ELa incómoda verdad incomoda | l peso de las razones por: Mario Gensollen - LJA Aguascalientes
14/02/2025

El peso de las razones

La incómoda verdad incomoda

En tiempos de polarización y certeza absoluta, es cada vez más evidente que las creencias se han convertido en barricadas impenetrables. Nos aferramos a ellas como si fueran el último bastión de la verdad, y no es raro que esas creencias se encierren en cámaras de eco donde solo encontramos lo que ya pensamos. Sin embargo, la comodidad de la certeza no garantiza la veracidad de lo que creemos. La historia está llena de ejemplos donde nuestras convicciones más arraigadas resultaron ser obsoletas o, en su peor caso, peligrosas.

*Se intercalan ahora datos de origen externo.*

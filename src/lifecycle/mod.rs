//! Runtime orchestration: starting, wiring and stopping the actors, and seeding.
//!
//! - [`ShopSystem`] - spawns every actor with its context and owns the task handles
//! - [`seed_admin`] - creates the configured admin account on first start

pub mod seed;
pub mod shop_system;

pub use seed::*;
pub use shop_system::*;
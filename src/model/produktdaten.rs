use crate::model::{hat_laenge, Audit, Betrag, ProduktId, Violations};
use serde::{Deserialize, Serialize};

entity_id!(
    /// Type-safe identifier for product variants.
    ProduktdatenId,
    "produktdaten"
);

/// A sellable variant of a [`Produkt`](crate::model::Produkt): size and color, unit
/// price and the stock still available for ordering.
#[derive(Debug, Clone, PartialEq, Serialize)]
pub struct Produktdaten {
    pub id: ProduktdatenId,
    pub produkt_id: ProduktId,
    pub groesse: Option<String>,
    pub farbe: Option<String>,
    pub preis: Betrag,
    pub anzahl_verfuegbar: u32,
    #[serde(flatten)]
    pub audit: Audit,
}

impl Produktdaten {
    pub fn new(id: ProduktdatenId, params: ProduktdatenCreate) -> Self {
        Self {
            id,
            produkt_id: params.produkt_id,
            groesse: params.groesse,
            farbe: params.farbe,
            preis: params.preis,
            anzahl_verfuegbar: params.anzahl_verfuegbar,
            audit: Audit::neu(),
        }
    }

    pub fn pruefe(&self) -> Result<(), Violations> {
        let mut v = Violations::new();
        v.pruefe(!self.preis.is_null(), "preis", "must be greater than 0")
            .pruefe(
                self.groesse.as_deref().is_none_or(|g| hat_laenge(g, 1, 16)),
                "groesse",
                "must be 1 to 16 characters",
            )
            .pruefe(
                self.farbe.as_deref().is_none_or(|f| hat_laenge(f, 1, 32)),
                "farbe",
                "must be 1 to 32 characters",
            );
        v.into_result()
    }
}

/// Variant fields as sent by a client; the product comes from the URL.
#[derive(Debug, Clone, Serialize, Deserialize)]
pub struct ProduktdatenDaten {
    #[serde(default)]
    pub groesse: Option<String>,
    #[serde(default)]
    pub farbe: Option<String>,
    pub preis: Betrag,
    #[serde(default)]
    pub anzahl_verfuegbar: u32,
}

impl ProduktdatenDaten {
    pub fn fuer(self, produkt_id: ProduktId) -> ProduktdatenCreate {
        ProduktdatenCreate {
            produkt_id,
            groesse: self.groesse,
            farbe: self.farbe,
            preis: self.preis,
            anzahl_verfuegbar: self.anzahl_verfuegbar,
        }
    }
}

#[derive(Debug, Clone)]
pub struct ProduktdatenCreate {
    pub produkt_id: ProduktId,
    pub groesse: Option<String>,
    pub farbe: Option<String>,
    pub preis: Betrag,
    pub anzahl_verfuegbar: u32,
}

#[derive(Debug, Clone, Default, Serialize, Deserialize)]
pub struct ProduktdatenUpdate {
    pub groesse: Option<String>,
    pub farbe: Option<String>,
    pub preis: Option<Betrag>,
    pub anzahl_verfuegbar: Option<u32>,
}

#[derive(Debug, Clone)]
pub enum ProduktdatenQuery {
    Alle,
    Produkt(ProduktId),
    /// Variants with at least one unit in stock.
    Verfuegbar,
}
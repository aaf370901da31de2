//! Error types for the Produktdaten actor.

use crate::model::Violations;
use actor_framework::FrameworkError;
use thiserror::Error;

/// Errors that can occur during variant and stock operations.
#[derive(Debug, Clone, Error, PartialEq)]
pub enum ProduktdatenError {
    #[error("Invalid product variant: {0}")]
    Validation(Violations),

    /// The requested variant was not found.
    #[error("Product variant not found: {0}")]
    NotFound(String),

    #[error("Product variant {id} was modified concurrently (expected version {expected}, found {actual})")]
    VersionConflict { id: String, expected: u32, actual: u32 },

    /// The requested quantity exceeds the available stock.
    #[error("Insufficient stock for {id}: requested {requested}, available {available}")]
    InsufficientStock {
        id: String,
        requested: u32,
        available: u32,
    },

    /// The provided quantity is invalid (zero, or the stock would overflow).
    #[error("Invalid quantity: {0}")]
    InvalidQuantity(u32),

    /// An error occurred while communicating with the actor system.
    #[error("Actor communication error: {0}")]
    ActorCommunicationError(String),
}

impl From<FrameworkError> for ProduktdatenError {
    fn from(e: FrameworkError) -> Self {
        match e {
            FrameworkError::NotFound(id) => Self::NotFound(id),
            FrameworkError::VersionConflict {
                id,
                expected,
                actual,
            } => Self::VersionConflict {
                id,
                expected,
                actual,
            },
            other => other
                .downcast_entity::<ProduktdatenError>()
                .unwrap_or_else(|e| Self::ActorCommunicationError(e.to_string())),
        }
    }
}
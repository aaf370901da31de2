//! Login and bearer tokens.
//!
//! Tokens are HS256 JWTs carrying the customer id in `sub`. The roles in the token are
//! informational only: [`AuthService::authenticate`] reloads the customer, so a revoked
//! role or a deleted account takes effect immediately.

use crate::clients::KundeClient;
use crate::config::AuthConfig;
use crate::model::{Kunde, KundeId, Rolle};
use actor_framework::ActorClient;
use chrono::Utc;
use jsonwebtoken::{decode, encode, DecodingKey, EncodingKey, Header, Validation};
use serde::{Deserialize, Serialize};
use thiserror::Error;
use tracing::{debug, info, instrument};

#[derive(Debug, Clone, Error, PartialEq)]
pub enum AuthError {
    /// Unknown email or wrong password; deliberately indistinguishable.
    #[error("Invalid credentials")]
    InvalidCredentials,

    #[error("Invalid token: {0}")]
    InvalidToken(String),

    #[error("Internal error: {0}")]
    Internal(String),
}

/// JWT claims.
#[derive(Debug, Clone, PartialEq, Serialize, Deserialize)]
pub struct Claims {
    pub sub: u32,
    pub email: String,
    pub rollen: Vec<Rolle>,
    pub iat: u64,
    pub exp: u64,
}

#[derive(Clone)]
pub struct AuthService {
    kunden: KundeClient,
    encoding: EncodingKey,
    decoding: DecodingKey,
    ttl_secs: u64,
}

impl AuthService {
    pub fn new(kunden: KundeClient, config: &AuthConfig) -> Self {
        Self {
            kunden,
            encoding: EncodingKey::from_secret(config.jwt_secret.as_bytes()),
            decoding: DecodingKey::from_secret(config.jwt_secret.as_bytes()),
            ttl_secs: config.token_ttl_secs,
        }
    }

    /// Checks email and password and issues a token.
    #[instrument(skip(self, passwort))]
    pub async fn login(&self, email: &str, passwort: &str) -> Result<(String, Kunde), AuthError> {
        let kunde = self
            .kunden
            .find_by_email(email)
            .await
            .map_err(|e| AuthError::Internal(e.to_string()))?
            .ok_or(AuthError::InvalidCredentials)?;

        let hash = kunde.passwort_hash.clone();
        let passwort = passwort.to_string();
        let ok = tokio::task::spawn_blocking(move || bcrypt::verify(passwort, &hash))
            .await
            .map_err(|e| AuthError::Internal(e.to_string()))?
            .unwrap_or(false);
        if !ok {
            debug!(kunde = %kunde.id, "Password mismatch");
            return Err(AuthError::InvalidCredentials);
        }

        let token = self.issue(&kunde)?;
        info!(kunde = %kunde.id, "Logged in");
        Ok((token, kunde))
    }

    pub fn issue(&self, kunde: &Kunde) -> Result<String, AuthError> {
        let now = Utc::now().timestamp().max(0) as u64;
        let claims = Claims {
            sub: kunde.id.0,
            email: kunde.email.clone(),
            rollen: kunde.rollen.iter().copied().collect(),
            iat: now,
            exp: now.saturating_add(self.ttl_secs),
        };
        encode(&Header::default(), &claims, &self.encoding)
            .map_err(|e| AuthError::Internal(e.to_string()))
    }

    /// Checks signature and expiry.
    pub fn verify(&self, token: &str) -> Result<Claims, AuthError> {
        decode::<Claims>(token, &self.decoding, &Validation::default())
            .map(|data| data.claims)
            .map_err(|e| AuthError::InvalidToken(e.to_string()))
    }

    /// Verifies the token and loads the customer it was issued for.
    pub async fn authenticate(&self, token: &str) -> Result<Kunde, AuthError> {
        let claims = self.verify(token)?;
        self.kunden
            .get(KundeId(claims.sub))
            .await
            .map_err(|e| AuthError::Internal(e.to_string()))?
            .ok_or_else(|| AuthError::InvalidToken("account no longer exists".into()))
    }
}

#[cfg(test)]
mod tests {
    use super::*;
    use crate::config::ActorConfig;
    use crate::lifecycle::ShopSystem;
    use crate::service::{KundeService, Registrierung};

    fn config() -> AuthConfig {
        AuthConfig {
            jwt_secret: "test-secret".into(),
            token_ttl_secs: 60,
            bcrypt_cost: 4,
        }
    }

    async fn registriere(system: &ShopSystem) -> Kunde {
        KundeService::new(
            system.kunde_client.clone(),
            system.adresse_client.clone(),
            system.bestellung_client.clone(),
            4,
        )
        .create_kunde(Registrierung {
            nachname: "Mustermann".into(),
            vorname: "Max".into(),
            email: "Max@Example.com".into(),
            newsletter: false,
            seit: None,
            passwort: "geheim123".into(),
            adresse: None,
        })
        .await
        .unwrap()
    }

    #[tokio::test]
    async fn login_issues_verifiable_token() {
        let system = ShopSystem::new(&ActorConfig::default());
        let kunde = registriere(&system).await;
        let auth = AuthService::new(system.kunde_client.clone(), &config());

        let (token, eingeloggt) = auth.login("max@example.com", "geheim123").await.unwrap();
        assert_eq!(eingeloggt.id, kunde.id);

        let claims = auth.verify(&token).unwrap();
        assert_eq!(claims.sub, kunde.id.0);
        assert_eq!(claims.rollen, vec![Rolle::Kunde]);
        assert_eq!(claims.exp - claims.iat, 60);
        assert_eq!(auth.authenticate(&token).await.unwrap().id, kunde.id);
    }

    #[tokio::test]
    async fn huge_ttl_saturates_instead_of_overflowing() {
        let system = ShopSystem::new(&ActorConfig::default());
        let kunde = registriere(&system).await;
        let mut ewig = config();
        ewig.token_ttl_secs = u64::MAX;
        let auth = AuthService::new(system.kunde_client.clone(), &ewig);

        let token = auth.issue(&kunde).unwrap();
        assert_eq!(auth.verify(&token).unwrap().exp, u64::MAX);
    }

    #[tokio::test]
    async fn wrong_password_and_unknown_email_look_the_same() {
        let system = ShopSystem::new(&ActorConfig::default());
        registriere(&system).await;
        let auth = AuthService::new(system.kunde_client.clone(), &config());

        let falsch = auth.login("max@example.com", "falsch").await.unwrap_err();
        let unbekannt = auth.login("nobody@example.com", "geheim123").await.unwrap_err();
        assert_eq!(falsch, AuthError::InvalidCredentials);
        assert_eq!(falsch, unbekannt);
    }

    #[tokio::test]
    async fn rejects_foreign_and_expired_tokens() {
        let system = ShopSystem::new(&ActorConfig::default());
        let kunde = registriere(&system).await;
        let auth = AuthService::new(system.kunde_client.clone(), &config());

        let mut anderer = config();
        anderer.jwt_secret = "other-secret".into();
        let fremd = AuthService::new(system.kunde_client.clone(), &anderer)
            .issue(&kunde)
            .unwrap();
        assert!(matches!(auth.verify(&fremd), Err(AuthError::InvalidToken(_))));

        let now = Utc::now().timestamp() as u64;
        let abgelaufen = encode(
            &Header::default(),
            &Claims {
                sub: kunde.id.0,
                email: kunde.email.clone(),
                rollen: vec![],
                iat: now - 7200,
                exp: now - 3600,
            },
            &EncodingKey::from_secret(b"test-secret"),
        )
        .unwrap();
        assert!(matches!(auth.verify(&abgelaufen), Err(AuthError::InvalidToken(_))));
    }

    #[tokio::test]
    async fn token_of_deleted_customer_is_rejected() {
        let system = ShopSystem::new(&ActorConfig::default());
        let kunde = registriere(&system).await;
        let auth = AuthService::new(system.kunde_client.clone(), &config());
        let token = auth.issue(&kunde).unwrap();

        system.kunde_client.delete(kunde.id).await.unwrap();

        assert!(matches!(
            auth.authenticate(&token).await,
            Err(AuthError::InvalidToken(_))
        ));
    }
}
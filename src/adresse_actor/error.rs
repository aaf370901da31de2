//! Error types for the Adresse actor.

use crate::model::Violations;
use actor_framework::FrameworkError;
use thiserror::Error;

/// Errors that can occur during address operations.
#[derive(Debug, Clone, Error, PartialEq)]
pub enum AdresseError {
    /// One or more fields broke a validation rule.
    #[error("Invalid address: {0}")]
    Validation(Violations),

    /// The requested address was not found.
    #[error("Address not found: {0}")]
    NotFound(String),

    /// The address was changed by someone else since the caller read it.
    #[error("Address {id} was modified concurrently (expected version {expected}, found {actual})")]
    VersionConflict { id: String, expected: u32, actual: u32 },

    /// An error occurred while communicating with the actor system.
    #[error("Actor communication error: {0}")]
    ActorCommunicationError(String),
}

impl From<FrameworkError> for AdresseError {
    fn from(e: FrameworkError) -> Self {
        match e {
            FrameworkError::NotFound(id) => Self::NotFound(id),
            FrameworkError::VersionConflict {
                id,
                expected,
                actual,
            } => Self::VersionConflict {
                id,
                expected,
                actual,
            },
            other => other
                .downcast_entity::<AdresseError>()
                .unwrap_or_else(|e| Self::ActorCommunicationError(e.to_string())),
        }
    }
}
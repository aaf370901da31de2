//! Custom actions for the Produktdaten actor.
//!
//! Stock is only ever changed through these actions, so every reservation and release
//! is serialized by the actor and can't oversell a variant.

use crate::model::Betrag;

/// Custom actions for product variants.
#[derive(Debug, Clone, Copy, PartialEq, Eq)]
pub enum ProduktdatenAction {
    /// Reads the current stock level without modifying it.
    CheckStock,
    /// Takes `n` units out of stock for an order.
    ///
    /// # Errors
    /// Fails if `n` is zero or exceeds the available stock.
    Reservieren(u32),
    /// Puts `n` previously reserved units back into stock.
    Freigeben(u32),
}

/// Results from ProduktdatenActions - variants match 1:1 with ProduktdatenAction
#[derive(Debug, Clone, PartialEq)]
pub enum ProduktdatenActionResult {
    /// Current stock level.
    CheckStock(u32),
    /// Unit price at the moment of the reservation.
    Reservieren(Betrag),
    /// Stock level after the release.
    Freigeben(u32),
}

Uno de los episodios más reveladores de la historia de la ciencia se da en la figura de Galileo Galilei. En el siglo XVII, Galileo, armado con un telescopio, hizo una serie de descubrimientos que contradecían las creencias de su época sobre el cosmos. Sus observaciones mostraban, entre otras cosas, que la Luna no era una esfera perfecta, como afirmaba la tradición, sino que tenía montañas y valles. Además, descubrió que Júpiter tenía lunas propias, lo cual desafiaba la visión geocéntrica del universo que sostenía que todos los cuerpos celestes giraban alrededor de la Tierra. Sin embargo, pese a la evidencia empírica, muchos se negaron a aceptar sus hallazgos. No era sólo un desacuerdo con la ciencia, sino un conflicto de creencias profundamente arraigadas, en muchos casos alimentadas por la autoridad religiosa, que veía en la nueva visión una amenaza a su poder.

La resistencia al cambio no es exclusiva de las épocas pasadas. La historia reciente está plagada de ejemplos de personas que, por motivos ideológicos o políticos, han defendido teorías y prácticas desacreditadas, incluso cuando los hechos demostraban lo contrario. El caso del biólogo Trofim Lysenko en la Unión Soviética es un claro ejemplo de cómo la creencia en una visión “oficial” puede llevar a consecuencias devastadoras. Lysenko, convencido de que la genética mendeliana era un producto de la ciencia burguesa, propuso teorías agrícolas erróneas que fueron adoptadas como dogma en la URSS. Su influencia y el apoyo político que recibió durante décadas llevaron a la propagación de sus ideas falsas, lo que resultó en una grave crisis alimentaria que causó la muerte de millones de personas. Lo peor no fue el desastre en sí, sino que la resistencia al cuestionamiento y la negación de la verdad científica siguieron alimentándose de una creencia ideológica más que de un examen riguroso de la realidad.

Este tipo de dinámicas nos lleva a una reflexión incómoda: nuestra capacidad para cuestionar nuestras propias creencias es cada vez más limitada por la influencia de nuestros grupos sociales y las narrativas predominantes. Vivimos en una era de sobrecarga de información, donde los hechos parecen relativizarse en función de la ideología de cada quien. A menudo, preferimos aferrarnos a lo que ya creemos porque nos otorga una sensación de seguridad, de pertenencia. Pero la verdad no depende de la cantidad de personas que la afirmen, ni de lo cómodos que nos sintamos en su abrazo.

En este sentido, el ejercicio del pensamiento crítico se convierte en una tarea vital. No se trata de caer en el escepticismo absoluto ni de dudar de todo, sino de aprender a identificar los puntos ciegos en nuestras propias creencias y estar dispuestos a modificarlas cuando la evidencia lo exija. Esto implica no sólo estar dispuestos a cambiar de opinión, sino también a reconocer que, a veces, nuestras creencias están moldeadas por intereses ajenos a la búsqueda de la verdad.

El problema no radica únicamente en aquellas personas que sostienen ideas erróneas, sino en todos nosotros, en nuestra incapacidad colectiva para cuestionar lo que nos parece “normal” o “cierto”. La verdad se encuentra en el proceso de revisar nuestras ideas constantemente, de reconocer que lo que pensamos podría no ser completamente correcto. Esta revisión no es un signo de debilidad, sino de madurez intelectual y ética. En un mundo lleno de incertidumbres, solo quienes están dispuestos a mirar más allá de sus propias convicciones pueden acercarse a una comprensión más precisa de la realidad.

Lo que nos hace humanos no es nuestra capacidad para aferrarnos a lo que creemos, sino nuestra habilidad para modificar nuestras creencias cuando los hechos nos desafían. La historia nos ha demostrado, una y otra vez, que las creencias más arraigadas pueden ser las más peligrosas cuando se niegan a ser cuestionadas. El desafío de nuestra época, entonces, no es sólo el de la confrontación entre creencias, sino el de la disposición a cuestionar, incluso cuando eso signifique enfrentar la incomodidad de la verdad.